━━━ Material for the task ━━━
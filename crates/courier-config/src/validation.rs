// SPDX-FileCopyrightText: 2026 Courier Contributors
// SPDX-License-Identifier: MIT OR Apache-2.0

//! Post-deserialization validation.
//!
//! Checks semantic constraints serde cannot express: bounds on worker
//! tunables, adapter bindings, and callback settings.

use std::collections::HashSet;

use crate::diagnostic::ConfigError;
use crate::model::{AdapterKind, CourierConfig};

/// Catalog snapshots are never served staler than this.
pub const MAX_CATALOG_TTL_SECONDS: u64 = 60;

/// Upper bound on retry jitter.
pub const MAX_JITTER_MS: u64 = 5_000;

const LOG_LEVELS: [&str; 5] = ["trace", "debug", "info", "warn", "error"];

/// Validate a deserialized configuration.
///
/// Collects every problem instead of failing fast.
pub fn validate_config(config: &CourierConfig) -> Result<(), Vec<ConfigError>> {
    let mut errors = Vec::new();
    let mut fail = |message: String| errors.push(ConfigError::Validation { message });

    if config.engine.name.trim().is_empty() {
        fail("engine.name must not be empty".to_string());
    }
    if !LOG_LEVELS.contains(&config.engine.log_level.as_str()) {
        fail(format!(
            "engine.log_level `{}` is not one of {}",
            config.engine.log_level,
            LOG_LEVELS.join(", ")
        ));
    }

    if config.storage.database_path.trim().is_empty() {
        fail("storage.database_path must not be empty".to_string());
    }

    let worker = &config.worker;
    if worker.workers == 0 {
        fail("worker.workers must be at least 1".to_string());
    }
    if worker.batch_size == 0 {
        fail("worker.batch_size must be at least 1".to_string());
    }
    if worker.batch_concurrency == 0 {
        fail("worker.batch_concurrency must be at least 1".to_string());
    }
    if worker.lease_seconds == 0 {
        fail("worker.lease_seconds must be at least 1".to_string());
    }
    if worker.attempt_timeout_ms == 0 {
        fail("worker.attempt_timeout_ms must be at least 1".to_string());
    }
    if worker.attempt_timeout_ms / 1000 >= worker.lease_seconds {
        fail(format!(
            "worker.attempt_timeout_ms ({}) must be shorter than worker.lease_seconds ({})",
            worker.attempt_timeout_ms, worker.lease_seconds
        ));
    }
    if worker.catalog_ttl_seconds > MAX_CATALOG_TTL_SECONDS {
        fail(format!(
            "worker.catalog_ttl_seconds must be at most {MAX_CATALOG_TTL_SECONDS}, got {}",
            worker.catalog_ttl_seconds
        ));
    }
    if worker.max_jitter_ms > MAX_JITTER_MS {
        fail(format!(
            "worker.max_jitter_ms must be at most {MAX_JITTER_MS}, got {}",
            worker.max_jitter_ms
        ));
    }

    if config.routing.default_channels.is_empty() {
        fail("routing.default_channels must name at least one channel".to_string());
    }

    if let Some(secret) = &config.callback.secret
        && secret.len() < 16
    {
        fail("callback.secret must be at least 16 bytes".to_string());
    }

    let mut seen = HashSet::new();
    for provider in &config.providers {
        if provider.id.trim().is_empty() {
            fail("providers.id must not be empty".to_string());
            continue;
        }
        if !seen.insert(provider.id.as_str()) {
            fail(format!("providers: duplicate adapter id `{}`", provider.id));
        }
        if provider.kind == AdapterKind::Webhook {
            match provider.url.as_deref() {
                None | Some("") => fail(format!(
                    "providers `{}`: webhook adapters require a url",
                    provider.id
                )),
                Some(url) if !(url.starts_with("http://") || url.starts_with("https://")) => {
                    fail(format!(
                        "providers `{}`: url `{url}` must be http or https",
                        provider.id
                    ))
                }
                Some(_) => {}
            }
        }
    }

    if errors.is_empty() {
        Ok(())
    } else {
        Err(errors)
    }
}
━━━
### Task instructions
The full material above needs to be returned unaltered.

### Task response
filename crates/courier-config/src/validation.rs
// SPDX-FileCopyrightText: 2026 Courier Contributors
// SPDX-License-Identifier: MIT OR Apache-2.0

//! Post-deserialization validation.
//!
//! Checks semantic constraints serde cannot express: bounds on worker
//! tunables, adapter bindings, and callback settings.

use std::collections::HashSet;

use crate::diagnostic::ConfigError;
use crate::model::{AdapterKind, CourierConfig};

/// Catalog snapshots are never served staler than this.
pub const MAX_CATALOG_TTL_SECONDS: u64 = 60;

/// Upper bound on retry jitter.
pub const MAX_JITTER_MS: u64 = 5_000;

const LOG_LEVELS: [&str; 5] = ["trace", "debug", "info", "warn", "error"];

/// Validate a deserialized configuration.
///
/// Collects every problem instead of failing fast.
pub fn validate_config(config: &CourierConfig) -> Result<(), Vec<ConfigError>> {
    let mut errors = Vec::new();
    let mut fail = |message: String| errors.push(ConfigError::Validation { message });

    if config.engine.name.trim().is_empty() {
        fail("engine.name must not be empty".to_string());
    }
    if !LOG_LEVELS.contains(&config.engine.log_level.as_str()) {
        fail(format!(
            "engine.log_level `{}` is not one of {}",
            config.engine.log_level,
            LOG_LEVELS.join(", ")
        ));
    }

    if config.storage.database_path.trim().is_empty() {
        fail("storage.database_path must not be empty".to_string());
    }

    let worker = &config.worker;
    if worker.workers == 0 {
        fail("worker.workers must be at least 1".to_string());
    }
    if worker.batch_size == 0 {
        fail("worker.batch_size must be at least 1".to_string());
    }
    if worker.batch_concurrency == 0 {
        fail("worker.batch_concurrency must be at least 1".to_string());
    }
    if worker.lease_seconds == 0 {
        fail("worker.lease_seconds must be at least 1".to_string());
    }
    if worker.attempt_timeout_ms == 0 {
        fail("worker.attempt_timeout_ms must be at least 1".to_string());
    }
    if worker.attempt_timeout_ms / 1000 >= worker.lease_seconds {
        fail(format!(
            "worker.attempt_timeout_ms ({}) must be shorter than worker.lease_seconds ({})",
            worker.attempt_timeout_ms, worker.lease_seconds
        ));
    }
    if worker.catalog_ttl_seconds > MAX_CATALOG_TTL_SECONDS {
        fail(format!(
            "worker.catalog_ttl_seconds must be at most {MAX_CATALOG_TTL_SECONDS}, got {}",
            worker.catalog_ttl_seconds
        ));
    }
    if worker.max_jitter_ms > MAX_JITTER_MS {
        fail(format!(
            "worker.max_jitter_ms must be at most {MAX_JITTER_MS}, got {}",
            worker.max_jitter_ms
        ));
    }

    if config.routing.default_channels.is_empty() {
        fail("routing.default_channels must name at least one channel".to_string());
    }

    if let Some(secret) = &config.callback.secret
        && secret.len() < 16
    {
        fail("callback.secret must be at least 16 bytes".to_string());
    }

    let mut seen = HashSet::new();
    for provider in &config.providers {
        if provider.id.trim().is_empty() {
            fail("providers.id must not be empty".to_string());
            continue;
        }
        if !seen.insert(provider.id.as_str()) {
            fail(format!("providers: duplicate adapter id `{}`", provider.id));
        }
        if provider.kind == AdapterKind::Webhook {
            match provider.url.as_deref() {
                None | Some("") => fail(format!(
                    "providers `{}`: webhook adapters require a url",
                    provider.id
                )),
                Some(url) if !(url.starts_with("http://") || url.starts_with("https://")) => {
                    fail(format!(
                        "providers `{}`: url `{url}` must be http or https",
                        provider.id
                    ))
                }
                Some(_) => {}
            }
        }
    }

    if errors.is_empty() {
        Ok(())
    } else {
        Err(errors)
    }
}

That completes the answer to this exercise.